** Opening DATA PROVIDED block **

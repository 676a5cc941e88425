//! Raster backends for image segments.
//!
//! A [`Rasterizer`] turns an [`OffscreenContainer`] (cloned nodes at a fixed
//! CSS width) into pixels. Browser or WebView adapters implement the trait
//! outside this crate; [`DraftRasterizer`] is the bundled headless backend.

use super::text::{em_width, wrap_measured};
use crate::error::{Error, Result};
use crate::model::{Color, Node, NodeKind};
use async_trait::async_trait;
use base64::Engine;
use image::imageops::{self, FilterType};
use image::{DynamicImage, Rgba, RgbaImage};

/// Default capture width (A4 at 96 dpi).
pub const DEFAULT_CAPTURE_WIDTH: f32 = 794.0;

/// Largest RGBA buffer a capture may allocate (1 GiB).
pub const MAX_CANVAS_BYTES: u64 = 1 << 30;

/// Byte size of a `width` x `height` RGBA buffer when within [`MAX_CANVAS_BYTES`].
fn canvas_bytes(width: u32, height: u32) -> Option<u64> {
    u64::from(width)
        .checked_mul(u64::from(height))?
        .checked_mul(4)
        .filter(|bytes| *bytes <= MAX_CANVAS_BYTES)
}

/// Detached copy of nodes laid out at a fixed width.
///
/// Owned by one capture and dropped once it has been placed.
#[derive(Debug, Clone)]
pub struct OffscreenContainer {
    /// Layout width in CSS pixels
    pub width: f32,

    /// Device pixels per CSS pixel
    pub scale: f32,

    /// Cloned content, in visual order
    pub nodes: Vec<Node>,
}

impl OffscreenContainer {
    /// Wrap cloned nodes in a container of the given width.
    pub fn new(nodes: Vec<Node>, width: f32, scale: f32) -> Self {
        Self { width, scale, nodes }
    }

    /// Replace gradient-clipped text with a flat colour.
    ///
    /// Returns the number of nodes rewritten.
    pub fn flatten_gradient_text(&mut self, color: Color) -> usize {
        fn walk(node: &mut Node, color: Color) -> usize {
            let mut count = 0;
            if node.style.gradient_text {
                node.style.gradient_text = false;
                node.style.background = None;
                node.style.color = Some(color);
                count += 1;
            }
            count + node.children.iter_mut().map(|c| walk(c, color)).sum::<usize>()
        }
        self.nodes.iter_mut().map(|n| walk(n, color)).sum()
    }

    /// Pixel width of the rasterized output.
    pub fn pixel_width(&self) -> u32 {
        ((self.width * self.scale).round() as u32).max(1)
    }
}

/// Captures offscreen content as pixels.
#[async_trait]
pub trait Rasterizer: Send + Sync {
    /// Resolve once every font used by the page is loaded.
    async fn fonts_ready(&self) -> Result<()> {
        Ok(())
    }

    /// Render the container to an RGBA image `container.pixel_width()` wide.
    async fn rasterize(&self, container: &OffscreenContainer) -> Result<RgbaImage>;
}

const TEXT_COLOR: Color = Color::rgb(33, 33, 33);
const INPUT_BORDER: Color = Color::rgb(190, 190, 190);
const LINE_HEIGHT: f32 = 1.3;

/// Headless block-layout rasterizer.
///
/// Nodes stack vertically; row children share the row width. Text is drawn
/// as ink bars sized from Helvetica metrics, which keeps page geometry and
/// colour right without a font rasterizer.
#[derive(Debug, Clone, Default)]
pub struct DraftRasterizer;

impl DraftRasterizer {
    /// Create the rasterizer.
    pub fn new() -> Self {
        Self
    }

    /// Render synchronously.
    pub fn render(&self, container: &OffscreenContainer) -> Result<RgbaImage> {
        let width = container.width;
        let height: f32 = container.nodes.iter().map(|n| measure(n, width)).sum();

        let px_width = container.pixel_width();
        let px_height = ((height * container.scale).round() as u32).max(1);
        if canvas_bytes(px_width, px_height).is_none() {
            return Err(Error::Rasterize(format!(
                "capture of {}x{} px exceeds the {} byte canvas limit",
                px_width, px_height, MAX_CANVAS_BYTES
            )));
        }
        let mut canvas = Canvas {
            image: RgbaImage::from_pixel(px_width, px_height, Rgba([255, 255, 255, 255])),
            scale: container.scale,
        };

        let mut y = 0.0;
        for node in &container.nodes {
            y += paint(node, &mut canvas, 0.0, y, width)?;
        }
        log::debug!(
            "rasterized {} nodes to {}x{} px",
            container.nodes.len(),
            canvas.image.width(),
            canvas.image.height()
        );
        Ok(canvas.image)
    }
}

#[async_trait]
impl Rasterizer for DraftRasterizer {
    async fn rasterize(&self, container: &OffscreenContainer) -> Result<RgbaImage> {
        self.render(container)
    }
}

fn font_size(node: &Node) -> f32 {
    node.style.font_size.unwrap_or(match node.kind {
        NodeKind::Heading => 20.0,
        NodeKind::Cell | NodeKind::HeaderCell => 13.0,
        _ => 14.0,
    })
}

fn is_bold(node: &Node) -> bool {
    node.style.bold || matches!(node.kind, NodeKind::Heading | NodeKind::HeaderCell)
}

fn padding(node: &Node) -> f32 {
    node.style.padding.unwrap_or(match node.kind {
        NodeKind::Input | NodeKind::Cell | NodeKind::HeaderCell => 4.0,
        _ => 0.0,
    })
}

fn border(node: &Node) -> Option<Color> {
    node.style.border.or(match node.kind {
        NodeKind::Input => Some(INPUT_BORDER),
        _ => None,
    })
}

fn text_lines(node: &Node, width: f32) -> Vec<String> {
    match node.own_text() {
        Some(text) if !text.trim().is_empty() => {
            let size = font_size(node);
            let bold = is_bold(node);
            wrap_measured(text, width, |s| em_width(s, bold) * size)
        }
        _ => Vec::new(),
    }
}

pub(crate) fn decode_image(src: &str) -> Result<DynamicImage> {
    let data = src.split_once("base64,").map(|(_, d)| d).unwrap_or(src);
    let bytes = base64::engine::general_purpose::STANDARD
        .decode(data.trim())
        .map_err(|e| Error::Rasterize(format!("invalid image data: {}", e)))?;
    Ok(image::load_from_memory(&bytes)?)
}

fn image_height(node: &Node, width: f32) -> f32 {
    let Some(src) = node.src.as_deref() else {
        return 0.0;
    };
    match decode_image(src) {
        Ok(img) if img.width() > 0 => width * img.height() as f32 / img.width() as f32,
        Ok(_) => 0.0,
        Err(e) => {
            log::warn!("skipping undecodable image: {}", e);
            0.0
        }
    }
}

fn is_row(node: &Node) -> bool {
    node.kind == NodeKind::Row
}

/// Layout height of a node in CSS pixels.
fn measure(node: &Node, width: f32) -> f32 {
    if node.is_hidden() {
        return 0.0;
    }
    if let Some(height) = node.style.height {
        return height;
    }

    let width = node.style.width.map_or(width, |w| w.min(width));
    let pad = padding(node);
    let inner = (width - 2.0 * pad).max(1.0);

    let own = if node.kind == NodeKind::Image {
        image_height(node, inner)
    } else {
        text_lines(node, inner).len() as f32 * font_size(node) * LINE_HEIGHT
    };

    let children = if is_row(node) {
        let visible: Vec<&Node> = node.children.iter().filter(|c| !c.is_hidden()).collect();
        let cell_width = inner / visible.len().max(1) as f32;
        visible
            .iter()
            .map(|c| measure(c, cell_width))
            .fold(0.0, f32::max)
    } else {
        node.children.iter().map(|c| measure(c, inner)).sum()
    };

    own + children + 2.0 * pad
}

struct Canvas {
    image: RgbaImage,
    scale: f32,
}

impl Canvas {
    fn fill(&mut self, x: f32, y: f32, width: f32, height: f32, color: Color) {
        let x0 = (x * self.scale).round().max(0.0) as u32;
        let y0 = (y * self.scale).round().max(0.0) as u32;
        let x1 = (((x + width) * self.scale).round().max(0.0) as u32).min(self.image.width());
        let y1 = (((y + height) * self.scale).round().max(0.0) as u32).min(self.image.height());
        let pixel = Rgba([color.r, color.g, color.b, 255]);
        for py in y0..y1 {
            for px in x0..x1 {
                self.image.put_pixel(px, py, pixel);
            }
        }
    }

    fn outline(&mut self, x: f32, y: f32, width: f32, height: f32, color: Color) {
        self.fill(x, y, width, 1.0, color);
        self.fill(x, y + height - 1.0, width, 1.0, color);
        self.fill(x, y, 1.0, height, color);
        self.fill(x + width - 1.0, y, 1.0, height, color);
    }

    fn picture(&mut self, picture: &DynamicImage, x: f32, y: f32, width: f32, height: f32) {
        let w = (width * self.scale).round() as u32;
        let h = (height * self.scale).round() as u32;
        if w == 0 || h == 0 || canvas_bytes(w, h).is_none() {
            return;
        }
        let scaled = imageops::resize(&picture.to_rgba8(), w, h, FilterType::Triangle);
        imageops::overlay(
            &mut self.image,
            &scaled,
            (x * self.scale).round() as i64,
            (y * self.scale).round() as i64,
        );
    }
}

/// Paint a node at (`x`, `y`) and return its height.
fn paint(node: &Node, canvas: &mut Canvas, x: f32, y: f32, width: f32) -> Result<f32> {
    let height = measure(node, width);
    if height <= 0.0 {
        return Ok(0.0);
    }

    let width = node.style.width.map_or(width, |w| w.min(width));
    if let Some(background) = node.style.background {
        canvas.fill(x, y, width, height, background);
    }
    if let Some(color) = border(node) {
        canvas.outline(x, y, width, height, color);
    }

    let pad = padding(node);
    let inner = (width - 2.0 * pad).max(1.0);
    let mut cursor = y + pad;

    if node.kind == NodeKind::Image {
        if let Some(src) = node.src.as_deref() {
            let picture_height = image_height(node, inner);
            if picture_height > 0.0 {
                let picture = decode_image(src)?;
                canvas.picture(&picture, x + pad, cursor, inner, picture_height);
            }
            cursor += picture_height;
        }
    } else {
        let size = font_size(node);
        let bold = is_bold(node);
        // Gradient-clipped text that was not flattened renders as its background box
        let ink = if node.style.gradient_text {
            node.style.background.unwrap_or(Color::WHITE)
        } else {
            node.style.color.unwrap_or(TEXT_COLOR)
        };
        for line in text_lines(node, inner) {
            let line_width = em_width(&line, bold) * size;
            let bar = size * if bold { 0.62 } else { 0.5 };
            canvas.fill(x + pad, cursor + (size * LINE_HEIGHT - bar) / 2.0, line_width, bar, ink);
            cursor += size * LINE_HEIGHT;
        }
    }

    if is_row(node) {
        let visible: Vec<&Node> = node.children.iter().filter(|c| !c.is_hidden()).collect();
        let cell_width = inner / visible.len().max(1) as f32;
        for (i, child) in visible.iter().enumerate() {
            paint(child, canvas, x + pad + i as f32 * cell_width, cursor, cell_width)?;
        }
    } else {
        for child in &node.children {
            cursor += paint(child, canvas, x + pad, cursor, inner)?;
        }
    }

    Ok(height)
}

#[cfg(test)]
mod tests {
    use super::*;
    use crate::model::{Display, Style};
    use std::io::Cursor;

    fn png_base64(width: u32, height: u32) -> String {
        let img = RgbaImage::from_pixel(width, height, Rgba([0, 128, 255, 255]));
        let mut bytes = Vec::new();
        DynamicImage::ImageRgba8(img)
            .write_to(&mut Cursor::new(&mut bytes), image::ImageFormat::Png)
            .unwrap();
        base64::engine::general_purpose::STANDARD.encode(bytes)
    }

    #[test]
    fn test_output_width_follows_scale() {
        let container = OffscreenContainer::new(vec![Node::text("Pozo YPF-101")], 400.0, 2.0);
        let image = DraftRasterizer::new().render(&container).unwrap();
        assert_eq!(image.width(), 800);
        assert!(image.height() > 0);
    }

    #[test]
    fn test_empty_container_is_one_pixel_tall() {
        let container = OffscreenContainer::new(Vec::new(), 100.0, 2.0);
        let image = DraftRasterizer::new().render(&container).unwrap();
        assert_eq!(image.dimensions(), (200, 1));
    }

    #[test]
    fn test_hidden_nodes_take_no_space() {
        let hidden = Node::text("oculto").with_style(Style {
            display: Some(Display::None),
            ..Default::default()
        });
        let visible = Node::text("visible");
        assert_eq!(measure(&hidden, 300.0), 0.0);

        let one = OffscreenContainer::new(vec![visible.clone()], 300.0, 1.0);
        let two = OffscreenContainer::new(vec![visible, hidden], 300.0, 1.0);
        let r = DraftRasterizer::new();
        assert_eq!(r.render(&one).unwrap().height(), r.render(&two).unwrap().height());
    }

    #[test]
    fn test_fixed_height_and_background() {
        let node = Node::block().with_style(Style {
            height: Some(50.0),
            background: Some(Color::rgb(255, 0, 0)),
            ..Default::default()
        });
        let image = DraftRasterizer::new()
            .render(&OffscreenContainer::new(vec![node], 100.0, 1.0))
            .unwrap();
        assert_eq!(image.height(), 50);
        assert_eq!(image.get_pixel(50, 25), &Rgba([255, 0, 0, 255]));
    }

    #[test]
    fn test_oversized_capture_is_an_error() {
        let node = Node::block().with_style(Style {
            height: Some(1.0e9),
            ..Default::default()
        });
        let err = DraftRasterizer::new()
            .render(&OffscreenContainer::new(vec![node], 794.0, 2.0))
            .unwrap_err();
        assert!(matches!(err, Error::Rasterize(_)));
    }

    #[test]
    fn test_canvas_budget() {
        assert_eq!(canvas_bytes(1588, 1000), Some(6_352_000));
        assert_eq!(canvas_bytes(u32::MAX, u32::MAX), None);
        assert_eq!(canvas_bytes(1588, 200_000), None);
    }

    #[test]
    fn test_embedded_image_keeps_aspect() {
        let mut node = Node::new(NodeKind::Image);
        node.src = Some(format!("data:image/png;base64,{}", png_base64(20, 10)));
        let image = DraftRasterizer::new()
            .render(&OffscreenContainer::new(vec![node], 200.0, 1.0))
            .unwrap();
        assert_eq!(image.height(), 100);
        assert_eq!(image.get_pixel(100, 50), &Rgba([0, 128, 255, 255]));
    }

    #[test]
    fn test_flatten_gradient_text() {
        let gradient = Style {
            gradient_text: true,
            background: Some(Color::rgb(10, 200, 10)),
            ..Default::default()
        };
        let mut container = OffscreenContainer::new(
            vec![Node::block()
                .with_child(Node::heading("Parte diario").with_style(gradient.clone()))
                .with_child(Node::text("x").with_style(gradient))],
            300.0,
            2.0,
        );
        assert_eq!(container.flatten_gradient_text(Color::rgb(40, 40, 40)), 2);
        let heading = &container.nodes[0].children[0];
        assert!(!heading.style.gradient_text);
        assert_eq!(heading.style.color, Some(Color::rgb(40, 40, 40)));
        assert_eq!(container.flatten_gradient_text(Color::BLACK), 0);
    }

    #[test]
    fn test_row_height_is_tallest_cell() {
        let row = Node::new(NodeKind::Row)
            .with_child(Node::block().with_style(Style {
                height: Some(30.0),
                ..Default::default()
            }))
            .with_child(Node::block().with_style(Style {
                height: Some(70.0),
                ..Default::default()
            }));
        assert_eq!(measure(&row, 400.0), 70.0);
    }
}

** Closing DATA PROVIDED block **

-- WORK REQUEST --
For each line of the data that includes the word "colour", return a copy of it.

-- RESPONSE AREA --
    /// Replace gradient-clipped text with a flat colour.
/// colour right without a font rasterizer.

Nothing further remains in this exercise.